● Work to complete: Wherever the word "serde" turns up in a line of the entries, copy that line.

Dataset entries:
"""

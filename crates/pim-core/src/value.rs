use std::sync::Arc;

use chrono::NaiveDate;
use rust_decimal::Decimal;
use serde::{Deserialize, Serialize};

use crate::attribute::{Attribute, BackendType};
use crate::collection::ValueKey;
use crate::error::PropertyError;
use crate::validator::check_value_context;

/// One price of a price collection, e.g. `12.50 EUR`.
#[derive(Debug, Clone, PartialEq, Eq, Serialize, Deserialize)]
pub struct Price {
    pub amount: Option<Decimal>,
    /// ISO 4217 currency code.
    pub currency: String,
}

impl Price {
    #[must_use]
    pub fn new(amount: Option<Decimal>, currency: impl Into<String>) -> Self {
        Self {
            amount,
            currency: currency.into(),
        }
    }
}

#[derive(Debug, Clone, PartialEq, Eq, Serialize, Deserialize)]
pub struct Metric {
    pub amount: Option<Decimal>,
    /// Measure unit code, e.g. `"KILOGRAM"`.
    pub unit: String,
}

/// An option of a simple/multi select attribute.
#[derive(Debug, Clone, PartialEq, Eq, Hash, Serialize, Deserialize)]
pub struct AttributeOption {
    pub attribute_code: String,
    pub code: String,
}

impl AttributeOption {
    #[must_use]
    pub fn new(attribute_code: impl Into<String>, code: impl Into<String>) -> Self {
        Self {
            attribute_code: attribute_code.into(),
            code: code.into(),
        }
    }

    /// Repository identifier: `<attribute_code>.<option_code>`.
    #[must_use]
    pub fn identifier(&self) -> String {
        format!("{}.{}", self.attribute_code, self.code)
    }
}

/// An entry of an externally defined reference-data catalog (e.g. a fabric).
#[derive(Debug, Clone, PartialEq, Eq, Hash, Serialize, Deserialize)]
pub struct ReferenceData {
    pub code: String,
    #[serde(default)]
    pub label: Option<String>,
}

impl ReferenceData {
    #[must_use]
    pub fn new(code: impl Into<String>) -> Self {
        Self {
            code: code.into(),
            label: None,
        }
    }
}

/// A stored file attached to a media value.
#[derive(Debug, Clone, PartialEq, Eq, Serialize, Deserialize)]
pub struct FileInfo {
    /// Storage key, e.g. `"a/b/c/1f2e_shirt.jpg"`.
    pub key: String,
    pub original_filename: String,
}

impl FileInfo {
    /// Builds file info from a storage key; the original filename is the last
    /// path segment.
    #[must_use]
    pub fn from_key(key: impl Into<String>) -> Self {
        let key = key.into();
        let original_filename = key.rsplit('/').next().unwrap_or(&key).to_string();
        Self {
            key,
            original_filename,
        }
    }

    #[must_use]
    pub fn extension(&self) -> Option<&str> {
        self.original_filename
            .rsplit_once('.')
            .map(|(_, ext)| ext)
            .filter(|ext| !ext.is_empty())
    }
}

/// Typed payload of a product value. The variant follows the attribute's
/// backend type; `None`/empty payloads are legal and mean "no data".
#[derive(Debug, Clone, PartialEq, Eq)]
pub enum ValueData {
    Text(Option<String>),
    Number(Option<Decimal>),
    Boolean(Option<bool>),
    Date(Option<NaiveDate>),
    Metric(Option<Metric>),
    Prices(Vec<Price>),
    Option(Option<AttributeOption>),
    Options(Vec<AttributeOption>),
    Media(Option<FileInfo>),
    ReferenceData(Option<ReferenceData>),
    ReferenceDataCollection(Vec<ReferenceData>),
}

impl ValueData {
    /// The empty payload for a backend type.
    #[must_use]
    pub fn empty_for(backend_type: BackendType) -> Self {
        match backend_type {
            BackendType::Varchar | BackendType::Text => ValueData::Text(None),
            BackendType::Decimal => ValueData::Number(None),
            BackendType::Boolean => ValueData::Boolean(None),
            BackendType::Date => ValueData::Date(None),
            BackendType::Metric => ValueData::Metric(None),
            BackendType::Prices => ValueData::Prices(Vec::new()),
            BackendType::Option => ValueData::Option(None),
            BackendType::Options => ValueData::Options(Vec::new()),
            BackendType::Media => ValueData::Media(None),
            BackendType::ReferenceDataOption => ValueData::ReferenceData(None),
            BackendType::ReferenceDataOptions => ValueData::ReferenceDataCollection(Vec::new()),
        }
    }
}

/// A single attribute value of a product, for one optional channel and one
/// optional locale. `None` means the value applies regardless of that
/// dimension.
#[derive(Debug, Clone, PartialEq, Eq)]
pub struct ProductValue {
    attribute: Arc<Attribute>,
    scope: Option<String>,
    locale: Option<String>,
    data: ValueData,
}

impl ProductValue {
    /// # Errors
    ///
    /// Returns [`PropertyError::InvalidProperty`] when the scope/locale
    /// contradict the attribute (scope on a non-scopable attribute, locale on
    /// a non-localizable one, or a locale outside a locale-specific set).
    pub fn new(
        attribute: Arc<Attribute>,
        scope: Option<&str>,
        locale: Option<&str>,
        data: ValueData,
    ) -> Result<Self, PropertyError> {
        check_value_context(&attribute, scope, locale)
            .map_err(|e| PropertyError::from_validation(&attribute.code, e))?;

        Ok(Self {
            attribute,
            scope: scope.map(str::to_string),
            locale: locale.map(str::to_string),
            data,
        })
    }

    #[must_use]
    pub fn attribute(&self) -> &Arc<Attribute> {
        &self.attribute
    }

    #[must_use]
    pub fn attribute_code(&self) -> &str {
        &self.attribute.code
    }

    #[must_use]
    pub fn scope(&self) -> Option<&str> {
        self.scope.as_deref()
    }

    #[must_use]
    pub fn locale(&self) -> Option<&str> {
        self.locale.as_deref()
    }

    #[must_use]
    pub fn data(&self) -> &ValueData {
        &self.data
    }

    #[must_use]
    pub fn key(&self) -> ValueKey {
        ValueKey::new(&self.attribute.code, self.scope(), self.locale())
    }
}

#[cfg(test)]
mod tests {
    use super::*;
    use crate::attribute::AttributeType;

    #[test]
    fn new_rejects_scope_on_global_attribute() {
        let sku = Arc::new(Attribute::new("sku", AttributeType::Identifier));
        let err = ProductValue::new(sku, Some("ecommerce"), None, ValueData::Text(None))
            .unwrap_err();
        assert!(matches!(err, PropertyError::InvalidProperty { ref property, .. } if property == "sku"));
    }

    #[test]
    fn new_rejects_locale_outside_locale_specific_set() {
        let legal = Arc::new(
            Attribute::new("legal_notice", AttributeType::Textarea)
                .with_localizable(true)
                .with_available_locales(["fr_FR"]),
        );
        assert!(ProductValue::new(
            Arc::clone(&legal),
            None,
            Some("fr_FR"),
            ValueData::Text(Some("Mentions".to_string()))
        )
        .is_ok());
        assert!(ProductValue::new(legal, None, Some("en_US"), ValueData::Text(None)).is_err());
    }

    #[test]
    fn key_uses_attribute_scope_and_locale() {
        let name = Arc::new(
            Attribute::new("name", AttributeType::Text)
                .with_localizable(true)
                .with_scopable(true),
        );
        let value = ProductValue::new(name, Some("ecommerce"), Some("en_US"), ValueData::Text(None))
            .unwrap();
        assert_eq!(value.key(), ValueKey::new("name", Some("ecommerce"), Some("en_US")));
    }

    #[test]
    fn file_info_from_key_extracts_filename_and_extension() {
        let file = FileInfo::from_key("a/b/c/shirt_front.JPG");
        assert_eq!(file.original_filename, "shirt_front.JPG");
        assert_eq!(file.extension(), Some("JPG"));
        assert_eq!(FileInfo::from_key("README").extension(), None);
    }

    #[test]
    fn option_identifier_joins_attribute_and_code() {
        assert_eq!(AttributeOption::new("color", "red").identifier(), "color.red");
    }

    #[test]
    fn empty_payload_follows_backend_type() {
        assert_eq!(
            ValueData::empty_for(BackendType::Options),
            ValueData::Options(Vec::new())
        );
        assert_eq!(ValueData::empty_for(BackendType::Text), ValueData::Text(None));
    }
}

"""

● Answer box:
use serde::{Deserialize, Serialize};
    #[serde(default)]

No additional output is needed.